Par Fatou Krubally
Le Comité des finances et des comptes publics (FPAC) de l’Assemblée nationale a exprimé son inquiétude face à l’échec de plusieurs entreprises publiques (SOE) à rembourser les prêts gouvernementaux sur prêt, avec des arriérés dépassant 452 millions de D.
Cette préoccupation figure dans le rapport du comité sur les comptes du Vérificateur général pour 2021–2024 ainsi que dans les rapports sur les états financiers audités, les lettres de gestion et les rapports d’activité des institutions et agences publiques couvrant la période de 2020 à 2024.
Selon le rapport, un examen des calendriers de remboursement des prêts a révélé des échecs persistants de plusieurs institutions bénéficiaires à respecter leurs obligations de remboursement à la fois du capital et des intérêts sur les prêts accordés par le gouvernement.
Le comité a indiqué que les arriérés totaux s’élevaient à 452 351 320,22 Ds durant la période examinée.

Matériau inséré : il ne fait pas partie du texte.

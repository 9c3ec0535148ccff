use crate::battle::rng::RandomSource;
use crate::battle::stats::{multiplier_for, EffectivenessTag};
use crate::combatant::Combatant;
use schema::Move;

/// Both sides are treated as this level in the damage formula.
pub const BATTLE_LEVEL: f64 = 50.0;

/// Bounds of the damage jitter.
pub const RANDOM_FACTOR_MIN: f64 = 0.85;
pub const RANDOM_FACTOR_MAX: f64 = 1.0;

#[derive(Debug, Clone, Copy, PartialEq)]
pub struct DamageOutcome {
    pub damage: u16,
    pub multiplier: f64,
    pub effectiveness: EffectivenessTag,
}

/// Draw the damage jitter for one attack.
pub fn roll_random_factor(rng: &mut dyn RandomSource) -> f64 {
    rng.next_range(RANDOM_FACTOR_MIN, RANDOM_FACTOR_MAX, "damage jitter")
}

/// Damage of `move_` from `attacker` into `defender` for a given jitter.
///
/// Pure: the caller supplies `random_factor`, so the same inputs always give
/// the same outcome. A zero multiplier always yields zero damage.
pub fn calculate_damage(
    move_: &Move,
    attacker: &Combatant,
    defender: &Combatant,
    random_factor: f64,
) -> DamageOutcome {
    let attack = attacker.attack() as f64;
    // Guard the division; catalog stats are positive in practice.
    let defense = (defender.defense() as f64).max(1.0);

    let base =
        ((2.0 * BATTLE_LEVEL / 5.0 + 2.0) * move_.power as f64 * attack / defense / 50.0) + 2.0;
    let multiplier = multiplier_for(move_.element, defender.types());
    let raw = (base * multiplier * random_factor).floor();

    DamageOutcome {
        damage: raw.clamp(0.0, u16::MAX as f64) as u16,
        multiplier,
        effectiveness: EffectivenessTag::from_multiplier(multiplier),
    }
}

/// Roll the jitter from `rng` and resolve the attack.
pub fn resolve_attack(
    move_: &Move,
    attacker: &Combatant,
    defender: &Combatant,
    rng: &mut dyn RandomSource,
) -> DamageOutcome {
    let random_factor = roll_random_factor(rng);
    calculate_damage(move_, attacker, defender, random_factor)
}
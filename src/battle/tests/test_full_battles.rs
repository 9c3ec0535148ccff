#[cfg(test)]
mod tests {
    use crate::battle::engine::{required_team_size, BattleEngine, BattleSetup, OpponentTeam};
    use crate::battle::rng::BattleRng;
    use crate::battle::state::{BattleEvent, Side, TurnPhase};
    use crate::battle::tests::common::{assert_faint_flags_consistent, test_config};
    use crate::catalog::{draw_team, CreatureCatalog, StaticCatalog};
    use crate::team::Team;
    use rstest::rstest;
    use schema::BattleMode;

    const MAX_ACTIONS: usize = 500;

    fn seeded_battle(mode: BattleMode, category: &str, seed: u64) -> BattleEngine {
        let config = test_config();
        let catalog = StaticCatalog::embedded(config.moves_per_combatant).unwrap();
        let mut rng = BattleRng::from_seed(seed);
        let pool = catalog.category_pool(category).unwrap();
        let player = draw_team(&catalog, &pool, &[], required_team_size(mode, &config), &mut rng);

        let setup = BattleSetup {
            player: Team::new(player),
            opponents: OpponentTeam::Generated,
            mode,
            category: category.to_string(),
        };
        BattleEngine::start_battle(setup, config, catalog, rng)
            .unwrap()
            .0
    }

    /// Play to the end with the first move every turn, replacing fainted
    /// combatants with the first healthy bench member.
    #[rstest]
    #[case(BattleMode::Single, "normal", 1)]
    #[case(BattleMode::Team, "normal", 2)]
    #[case(BattleMode::Team, "rare", 3)]
    #[case(BattleMode::League, "legendary", 4)]
    #[case(BattleMode::League, "mythical", 5)]
    fn test_every_attack_has_exactly_one_outcome(
        #[case] mode: BattleMode,
        #[case] category: &str,
        #[case] seed: u64,
    ) {
        let mut engine = seeded_battle(mode, category, seed);

        for _ in 0..MAX_ACTIONS {
            if engine.state().is_over() {
                break;
            }

            if engine.phase() == TurnPhase::AwaitingReplacement {
                let index = engine.available_switches()[0];
                engine.submit_player_switch(index).unwrap();
                assert_eq!(engine.phase(), TurnPhase::AwaitingPlayer);
                continue;
            }

            let move_name = engine.state().player.active().unwrap().moves()[0].name.clone();
            let bus = engine.submit_player_attack(&move_name).unwrap();

            let ended = matches!(bus.events().last(), Some(BattleEvent::BattleEnded { .. }));
            let forced_switch = engine.phase() == TurnPhase::AwaitingReplacement;
            let turn_passed = engine.phase() == TurnPhase::AwaitingPlayer;
            let outcomes = [ended, forced_switch, turn_passed];
            assert_eq!(
                outcomes.iter().filter(|&&happened| happened).count(),
                1,
                "events: {:?}",
                bus.events()
            );
            if forced_switch {
                assert!(matches!(
                    bus.events().last(),
                    Some(BattleEvent::SwitchRequired { side: Side::Player })
                ));
            }
            assert_ne!(engine.phase(), TurnPhase::Resolving);
            assert_faint_flags_consistent(&engine);
        }

        assert!(engine.state().is_over(), "battle did not finish");
        assert!(engine.state().outcome.is_some());
    }
}
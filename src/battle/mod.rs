pub mod ai;
pub mod calculators;
pub mod engine;
pub mod league;
pub mod rng;
pub mod state;
pub mod stats;

#[cfg(test)]
mod tests;
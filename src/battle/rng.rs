use rand::rngs::StdRng;
use rand::{Rng, SeedableRng};

/// Source of uniform draws for everything random in a battle.
///
/// `reason` names the consumer of each draw; scripted sources use it to make
/// exhaustion failures readable.
pub trait RandomSource {
    /// A uniform draw in `[0, 1)`.
    fn next_unit(&mut self, reason: &str) -> f64;

    /// A uniform index in `0..len`. `len` must be non-zero.
    fn next_index(&mut self, len: usize, reason: &str) -> usize {
        let index = (self.next_unit(reason) * len as f64) as usize;
        index.min(len.saturating_sub(1))
    }

    /// A uniform draw between `low` and `high`.
    fn next_range(&mut self, low: f64, high: f64, reason: &str) -> f64 {
        low + (high - low) * self.next_unit(reason)
    }
}

#[derive(Debug, Clone)]
enum Draws {
    Seeded(StdRng),
    Scripted { outcomes: Vec<f64>, index: usize },
}

/// The engine's random source: either a seeded generator or a fixed script.
#[derive(Debug, Clone)]
pub struct BattleRng {
    draws: Draws,
}

impl BattleRng {
    pub fn new_random() -> Self {
        Self {
            draws: Draws::Seeded(StdRng::from_os_rng()),
        }
    }

    pub fn from_seed(seed: u64) -> Self {
        Self {
            draws: Draws::Seeded(StdRng::seed_from_u64(seed)),
        }
    }

    /// Replays `outcomes` in order. Values are returned as given, so a script
    /// may use `1.0` to pin a range draw to its upper bound.
    pub fn new_for_test(outcomes: Vec<f64>) -> Self {
        Self {
            draws: Draws::Scripted { outcomes, index: 0 },
        }
    }

    /// Number of scripted draws not consumed yet; `None` for seeded sources.
    pub fn remaining(&self) -> Option<usize> {
        match &self.draws {
            Draws::Seeded(_) => None,
            Draws::Scripted { outcomes, index } => Some(outcomes.len() - index),
        }
    }
}

impl RandomSource for BattleRng {
    fn next_unit(&mut self, reason: &str) -> f64 {
        match &mut self.draws {
            Draws::Seeded(rng) => rng.random::<f64>(),
            Draws::Scripted { outcomes, index } => {
                if *index >= outcomes.len() {
                    panic!(
                        "BattleRng exhausted! Tried to get a value for: '{}'. Need more random values.",
                        reason
                    );
                }
                let outcome = outcomes[*index];

                #[cfg(test)]
                println!("[RNG] Consumed {} for: {}", outcome, reason);

                *index += 1;
                outcome
            }
        }
    }
}
//! Creature Arena command-line battles.
//!
//! Usage: `creature-arena [single|league|team] [category] [seed] [--auto] [--config PATH]`
//!
//! Commands while battling: `1`-`6` attack with that move, `s<N>` switch to
//! team slot N, `c` concede, `r` rematch, `q` quit.

use creature_arena::battle::engine::required_team_size;
use creature_arena::{
    draw_team, BattleEngine, BattleEngineError, BattleMode, BattleRng, BattleSetup, BattleState,
    CreatureCatalog, EngineConfig, EventBus, EventScheduler, OpponentTeam, PacingConfig,
    RandomSource, StaticCatalog, Team, TurnPhase,
};
use std::path::PathBuf;
use tokio::io::{stdin, AsyncBufReadExt, BufReader};
use tracing_subscriber::EnvFilter;

struct CliArgs {
    mode: BattleMode,
    category: String,
    seed: Option<u64>,
    auto: bool,
    config_path: Option<PathBuf>,
}

impl CliArgs {
    fn parse(mut args: impl Iterator<Item = String>) -> Result<Self, String> {
        let mut parsed = CliArgs {
            mode: BattleMode::Single,
            category: "normal".to_string(),
            seed: None,
            auto: false,
            config_path: None,
        };

        let mut positional = 0;
        while let Some(arg) = args.next() {
            match arg.as_str() {
                "--auto" => parsed.auto = true,
                "--config" => {
                    let path = args.next().ok_or("--config needs a path")?;
                    parsed.config_path = Some(PathBuf::from(path));
                }
                _ => {
                    match positional {
                        0 => parsed.mode = arg.parse()?,
                        1 => parsed.category = arg.to_ascii_lowercase(),
                        2 => {
                            parsed.seed = Some(
                                arg.parse()
                                    .map_err(|_| format!("seed must be a number, got '{}'", arg))?,
                            )
                        }
                        _ => return Err(format!("unexpected argument '{}'", arg)),
                    }
                    positional += 1;
                }
            }
        }
        Ok(parsed)
    }
}

enum Command {
    Attack(usize),
    Switch(usize),
    Concede,
    Rematch,
    Quit,
}

fn parse_command(line: &str) -> Option<Command> {
    let line = line.trim().to_ascii_lowercase();
    match line.as_str() {
        "c" => Some(Command::Concede),
        "r" => Some(Command::Rematch),
        "q" => Some(Command::Quit),
        _ => {
            if let Some(slot) = line.strip_prefix('s') {
                let slot: usize = slot.trim().parse().ok()?;
                return slot.checked_sub(1).map(Command::Switch);
            }
            let number: usize = line.parse().ok()?;
            number.checked_sub(1).map(Command::Attack)
        }
    }
}

async fn show(scheduler: &EventScheduler, bus: &EventBus, state: &BattleState) {
    scheduler
        .replay(bus, |event| {
            if let Some(text) = event.format(state) {
                println!("{}", text);
            }
        })
        .await;
}

fn print_status(state: &BattleState) {
    let (Some(player), Some(bot)) = (state.player.active(), state.bot.active()) else {
        return;
    };
    println!();
    println!(
        "Opponent: {} ({}/{} HP)",
        bot.name,
        bot.current_hp(),
        bot.max_hp()
    );
    println!(
        "You:      {} ({}/{} HP)",
        player.name,
        player.current_hp(),
        player.max_hp()
    );

    if state.phase == TurnPhase::AwaitingReplacement {
        println!("Choose a replacement:");
    } else {
        for (i, move_) in player.moves().iter().enumerate() {
            println!("  {}. {}", i + 1, move_);
        }
    }
    if state.player.len() > 1 {
        for (i, member) in state.player.members().iter().enumerate() {
            let marker = if i == state.player.active_index() { "*" } else { " " };
            let status = if member.is_fainted() { " (fainted)" } else { "" };
            println!("  s{}{} {}{}", i + 1, marker, member.name, status);
        }
    }
}

/// Pick a random legal command for unattended play.
fn auto_command(state: &BattleState, rng: &mut dyn RandomSource) -> Command {
    if state.phase == TurnPhase::AwaitingReplacement {
        let options = state.player.valid_switches();
        let index = rng.next_index(options.len().max(1), "auto switch");
        return Command::Switch(options.get(index).copied().unwrap_or(0));
    }
    let move_count = state
        .player
        .active()
        .map(|active| active.moves().len())
        .unwrap_or(1);
    Command::Attack(rng.next_index(move_count.max(1), "auto move"))
}

fn run_command<C: CreatureCatalog, R: RandomSource>(
    engine: &mut BattleEngine<C, R>,
    command: Command,
) -> Result<EventBus, BattleEngineError> {
    match command {
        Command::Attack(index) => {
            let move_name = engine
                .state()
                .player
                .active()
                .and_then(|active| active.moves().get(index))
                .map(|move_| move_.name.clone())
                .unwrap_or_default();
            engine.submit_player_attack(&move_name)
        }
        Command::Switch(index) => engine.submit_player_switch(index),
        Command::Concede => engine.concede(),
        Command::Rematch => engine.rematch(),
        Command::Quit => Ok(EventBus::new()),
    }
}

#[tokio::main]
async fn main() -> Result<(), Box<dyn std::error::Error>> {
    tracing_subscriber::fmt()
        .with_env_filter(
            EnvFilter::try_from_default_env().unwrap_or_else(|_| EnvFilter::new("warn")),
        )
        .with_writer(std::io::stderr)
        .init();

    let args = CliArgs::parse(std::env::args().skip(1))?;
    let config = match &args.config_path {
        Some(path) => EngineConfig::load(path)?,
        None => EngineConfig::default(),
    };
    let catalog = StaticCatalog::embedded(config.moves_per_combatant)?;
    let mut rng = match args.seed {
        Some(seed) => BattleRng::from_seed(seed),
        None => BattleRng::new_random(),
    };
    let mut auto_rng = match args.seed {
        Some(seed) => BattleRng::from_seed(seed.wrapping_add(1)),
        None => BattleRng::new_random(),
    };

    let pool = match catalog.category_pool(&args.category) {
        Ok(pool) => pool,
        Err(err) => {
            eprintln!("Categories: {}", catalog.categories().join(", "));
            return Err(err.into());
        }
    };
    let team_size = required_team_size(args.mode, &config);
    let player = draw_team(&catalog, &pool, &[], team_size, &mut rng);
    let names: Vec<&str> = player.iter().map(|member| member.name.as_str()).collect();
    println!("Your team: {}", names.join(", "));

    let scheduler = EventScheduler::new(if args.auto {
        PacingConfig::instant()
    } else {
        config.pacing.clone()
    });
    let setup = BattleSetup {
        player: Team::new(player),
        opponents: OpponentTeam::Generated,
        mode: args.mode,
        category: args.category.clone(),
    };
    let (mut engine, bus) = BattleEngine::start_battle(setup, config, catalog, rng)?;
    show(&scheduler, &bus, engine.state()).await;

    let mut lines = BufReader::new(stdin()).lines();
    loop {
        if engine.state().is_over() && args.auto {
            break;
        }
        if engine.state().is_over() {
            if engine.state().mode.is_league() {
                println!("Type q to quit.");
            } else {
                println!("Type r for a rematch or q to quit.");
            }
        } else {
            print_status(engine.state());
        }

        let command = if args.auto {
            auto_command(engine.state(), &mut auto_rng)
        } else {
            let Some(line) = lines.next_line().await? else {
                break;
            };
            match parse_command(&line) {
                Some(command) => command,
                None => {
                    println!("Unknown command '{}'.", line.trim());
                    continue;
                }
            }
        };
        if matches!(command, Command::Quit) {
            break;
        }

        match run_command(&mut engine, command) {
            Ok(bus) => show(&scheduler, &bus, engine.state()).await,
            Err(err) => println!("{}", err),
        }
    }
    Ok(())
}
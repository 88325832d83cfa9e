//! Console strings for the round. The draw engine never prints; it hands
//! structured result data here and `main` writes the lines out.

use std::fmt::Write;

use rust_decimal::Decimal;

use crate::errors::{LotteryError, Result};
use crate::state::award::{AwardResult, Tier};
use crate::state::config::LotteryConfig;
use crate::state::player::Player;

pub fn welcome_banner(user: &Player, config: &LotteryConfig) -> String {
    format!(
        "Welcome to the lottery, Player {id}!\n\n\
         * Your digital balance: ${balance}\n\
         * Ticket Price: ${price} each\n\n\
         How many tickets do you want to buy, Player {id}?",
        id = user.id,
        balance = user.balance,
        price = config.ticket_price,
    )
}

/// Shown when a request exceeded what the balance could cover.
pub fn purchase_notice(purchased: u32) -> String {
    format!(
        "\nNote:\nTicket amount requested exceeds player balance, \
         player instead will purchase {purchased} tickets"
    )
}

pub fn draw_summary(players: &[&Player]) -> Result<String> {
    if players.is_empty() {
        return Err(LotteryError::EmptyRoster);
    }
    Ok(format!(
        "\n{} players have purchased tickets.\n\nTicket Draw Results:\n",
        players.len()
    ))
}

/// Per-tier winner announcements.
///
/// Single winners of a shared tier are listed together; a player drawn more
/// than once in the same tier is shown with a multiplier and total winnings,
/// grouped by multiplicity in descending order.
pub fn winners_report(results: &[AwardResult]) -> String {
    let mut out = String::new();
    for result in results {
        match result.tier {
            Tier::GrandPrize => {
                if let Some(id) = result.winners.first() {
                    let _ = writeln!(
                        out,
                        "* Grand Prize: Player {id} wins ${}!",
                        result.prize_per_winner
                    );
                }
            }
            Tier::SecondTier | Tier::ThirdTier => tier_lines(&mut out, result),
        }
    }
    out
}

pub fn house_revenue_line(house_revenue: Decimal) -> String {
    format!("\nHouse Revenue: ${house_revenue}")
}

fn tier_lines(out: &mut String, result: &AwardResult) {
    let groups = group_counts(&result.winners);

    let singles: Vec<String> = groups
        .iter()
        .filter(|(_, count)| *count == 1)
        .map(|(id, _)| id.to_string())
        .collect();
    if !singles.is_empty() {
        let _ = writeln!(
            out,
            "* {}: Players {} win ${} each!",
            result.tier,
            singles.join(", "),
            result.prize_per_winner
        );
    }

    // Repeat winners, largest multiplier first.
    let mut by_count: std::collections::BTreeMap<usize, Vec<u64>> = std::collections::BTreeMap::new();
    for (id, count) in groups {
        if count > 1 {
            by_count.entry(count).or_default().push(id);
        }
    }
    for (count, ids) in by_count.into_iter().rev() {
        let ids: Vec<String> = ids.iter().map(u64::to_string).collect();
        let winnings = Decimal::from(count as u64) * result.prize_per_winner;
        let _ = writeln!(
            out,
            "    * Players {} have won {} times, winnings = ${}",
            ids.join(", "),
            count,
            winnings
        );
    }
}

/// Counts occurrences per player id, preserving first-appearance order.
fn group_counts(winners: &[u64]) -> Vec<(u64, usize)> {
    let mut groups: Vec<(u64, usize)> = Vec::new();
    for &id in winners {
        match groups.iter_mut().find(|(group_id, _)| *group_id == id) {
            Some((_, count)) => *count += 1,
            None => groups.push((id, 1)),
        }
    }
    groups
}
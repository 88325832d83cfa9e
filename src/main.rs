use std::io::{self, BufRead};

use rust_decimal::Decimal;
use tracing::{error, info};
use uuid::Uuid;

use lottery_sim::constants::{CONFIG_PATH, USER_PLAYER_ID};
use lottery_sim::engine::player_setup::setup_cpu_players;
use lottery_sim::engine::ticket_purchase::purchase_tickets;
use lottery_sim::{
    display, AwardResult, DrawEngine, GameRng, LotteryConfig, Player, Result, Roster, TicketPool,
};

fn main() {
    tracing_subscriber::fmt()
        .with_max_level(tracing::Level::INFO)
        .init();

    // Errors end the round, not the process: report and exit 0.
    if let Err(err) = run() {
        error!(%err, "lottery round failed");
        println!("Lottery Error: {err}");
    }
}

fn run() -> Result<()> {
    let config = LotteryConfig::load(CONFIG_PATH)?;
    let round_id = Uuid::new_v4().to_string();
    info!(%round_id, "starting lottery round");

    let mut rng = GameRng::from_entropy();
    let mut roster = Roster::new();
    let mut user = Player::new(USER_PLAYER_ID, round_id.as_str(), config.starting_balance);

    println!("{}", display::welcome_banner(&user, &config));

    setup_cpu_players(&mut roster, &round_id, &config, &mut rng)?;

    let requested = read_ticket_request()?;
    let purchased = purchase_tickets(&mut user, requested, &config)?;
    if i64::from(purchased) < requested {
        println!("{}", display::purchase_notice(purchased));
    }
    roster.add_player(user);

    let players = roster.players_for_round(&round_id);
    println!("{}", display::draw_summary(&players)?);

    let pool = TicketPool::from_players(players.iter().copied());
    let total_revenue = roster.total_revenue(&round_id, config.ticket_price);

    let mut engine = DrawEngine::new(config, pool, rng);
    let results = engine.run(&mut roster, &round_id)?;
    println!("{}", display::winners_report(&results));

    let total_distributed: Decimal = results.iter().map(AwardResult::total_distributed).sum();
    let house_revenue = total_revenue - total_distributed;
    info!(
        %house_revenue,
        rounding_remainder = %engine.rounding_remainder(),
        "round complete"
    );
    println!("{}", display::house_revenue_line(house_revenue));

    Ok(())
}

/// One line of numeric input: how many tickets the human player wants.
fn read_ticket_request() -> Result<i64> {
    let mut line = String::new();
    io::stdin().lock().read_line(&mut line)?;
    Ok(line.trim().parse::<i64>()?)
}
//! Tiered lottery draw simulator.
//!
//! One human player and a randomized set of CPU players buy tickets for a
//! round, three prize tiers are drawn in fixed order (grand, second, third),
//! prizes are credited to player balances, and the house keeps the rest.
//! Everything runs synchronously on the calling thread; the only state is a
//! per-round ticket pool and the player roster.

// -----------------------------------------------------------------------------
// Modules
// -----------------------------------------------------------------------------
pub mod constants;
pub mod display;
pub mod engine;
pub mod errors;
pub mod state;

pub use engine::draw::DrawEngine;
pub use engine::rng::{DrawRng, GameRng};
pub use errors::{LotteryError, Result};
pub use state::award::{AwardResult, Tier};
pub use state::config::LotteryConfig;
pub use state::player::Player;
pub use state::pool::TicketPool;
pub use state::roster::Roster;
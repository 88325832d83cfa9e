pub mod award;
pub mod config;
pub mod player;
pub mod pool;
pub mod roster;

pub use award::*;
pub use config::*;
pub use player::*;
pub use pool::*;
pub use roster::*;
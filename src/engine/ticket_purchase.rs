use rust_decimal::prelude::ToPrimitive;
use rust_decimal::Decimal;
use tracing::debug;
use uuid::Uuid;

use crate::errors::{LotteryError, Result};
use crate::state::config::LotteryConfig;
use crate::state::player::Player;

/// Sells tickets to a player, capped by what the balance can afford.
///
/// Deducts the cost, appends freshly minted ticket ids, and sets the
/// player's purchased count. A request above the affordable count is
/// reduced rather than rejected; the caller can compare the returned count
/// against the request to tell the player about the reduction.
pub fn purchase_tickets(
    player: &mut Player,
    requested: i64,
    config: &LotteryConfig,
) -> Result<u32> {
    if requested < 0 {
        return Err(LotteryError::InvalidTicketAmount(requested));
    }

    let affordable = (player.balance / config.ticket_price)
        .floor()
        .to_i64()
        .unwrap_or(i64::MAX)
        .min(requested);
    let total_price = config.ticket_price * Decimal::from(affordable);

    player.balance -= total_price;
    for _ in 0..affordable {
        player.tickets.push(Uuid::new_v4().to_string());
    }
    player.tickets_purchased = affordable as u32;

    debug!(
        player = player.id,
        requested,
        purchased = affordable,
        "tickets purchased"
    );
    Ok(affordable as u32)
}
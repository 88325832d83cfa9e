use crate::state::player::Player;

/// Live pool of undrawn ticket ids for one round.
///
/// A ticket id appears at most once. Drawing alone does not remove a ticket;
/// removal happens when the ticket is awarded, so the same id can be drawn
/// more than once within a single tier before it is claimed.
#[derive(Debug, Clone, Default)]
pub struct TicketPool {
    tickets: Vec<String>,
}

impl TicketPool {
    /// Collects every ticket held by the given players, in player order.
    pub fn from_players<'a>(players: impl IntoIterator<Item = &'a Player>) -> Self {
        let tickets = players
            .into_iter()
            .flat_map(|p| p.tickets.iter().cloned())
            .collect();
        Self { tickets }
    }

    pub fn len(&self) -> usize {
        self.tickets.len()
    }

    pub fn is_empty(&self) -> bool {
        self.tickets.is_empty()
    }

    pub fn ticket_at(&self, index: usize) -> Option<&str> {
        self.tickets.get(index).map(String::as_str)
    }

    pub fn contains(&self, ticket: &str) -> bool {
        self.tickets.iter().any(|t| t == ticket)
    }

    /// Removes a ticket by id. A no-op when the ticket is already gone, so
    /// awarding a duplicate draw stays idempotent.
    pub fn remove(&mut self, ticket: &str) -> bool {
        match self.tickets.iter().position(|t| t == ticket) {
            Some(index) => {
                self.tickets.remove(index);
                true
            }
            None => false,
        }
    }
}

Parmi les projets cités figurait le projet d’amélioration de l’aéroport international de Banjul, qui a enregistré des arriérés de 142 186 032,59 D. en intérêts impayés de capital et d’intérêts.
Le rapport a également identifié que le Projet de Prêt du Réseau National à Haut Débit de la Gambie avait des arriérés d’intérêts accumulés de 34 003 520,83 D.
Dans le secteur de l’énergie, le projet de centrale de Brikama a enregistré des obligations en cours de 59 997 999,52 D, tandis que le projet de groupe électrogène Brikama II a accumulé des arriérés totalisant 45 079 536,22 D.
Une autre initiative liée à l’énergie, le projet de centrale électrique de Brikama IDDI, a enregistré des obligations impayées s’élevant à 21 316 055,42 D.
Le comité a également rapporté que le projet d’expansion de la production d’énergie I avait des arriérés de 63 016 760,28 D, tandis que le projet de modernisation du réseau de la région du Grand Banjul a enregistré des remboursements en cours s’élevant à 86 751 415,36 D.
La FPAC a averti que l’échec persistant des institutions bénéficiaires à honorer les obligations de remboursement sape les efforts du gouvernement pour récupérer des fonds publics et affaiblit la surveillance des accords de prêt de l’État.
Le comité a recommandé au Secrétaire permanent du ministère des Finances et des Affaires économiques de renforcer les mécanismes de surveillance des prêts accordés aux entreprises publiques et de veiller à ce que les remboursements soient effectués dans les délais convenus.
Elle a également appelé à des mesures de responsabilité plus strictes pour prévenir l’accumulation de futurs arriérés et protéger les ressources publiques.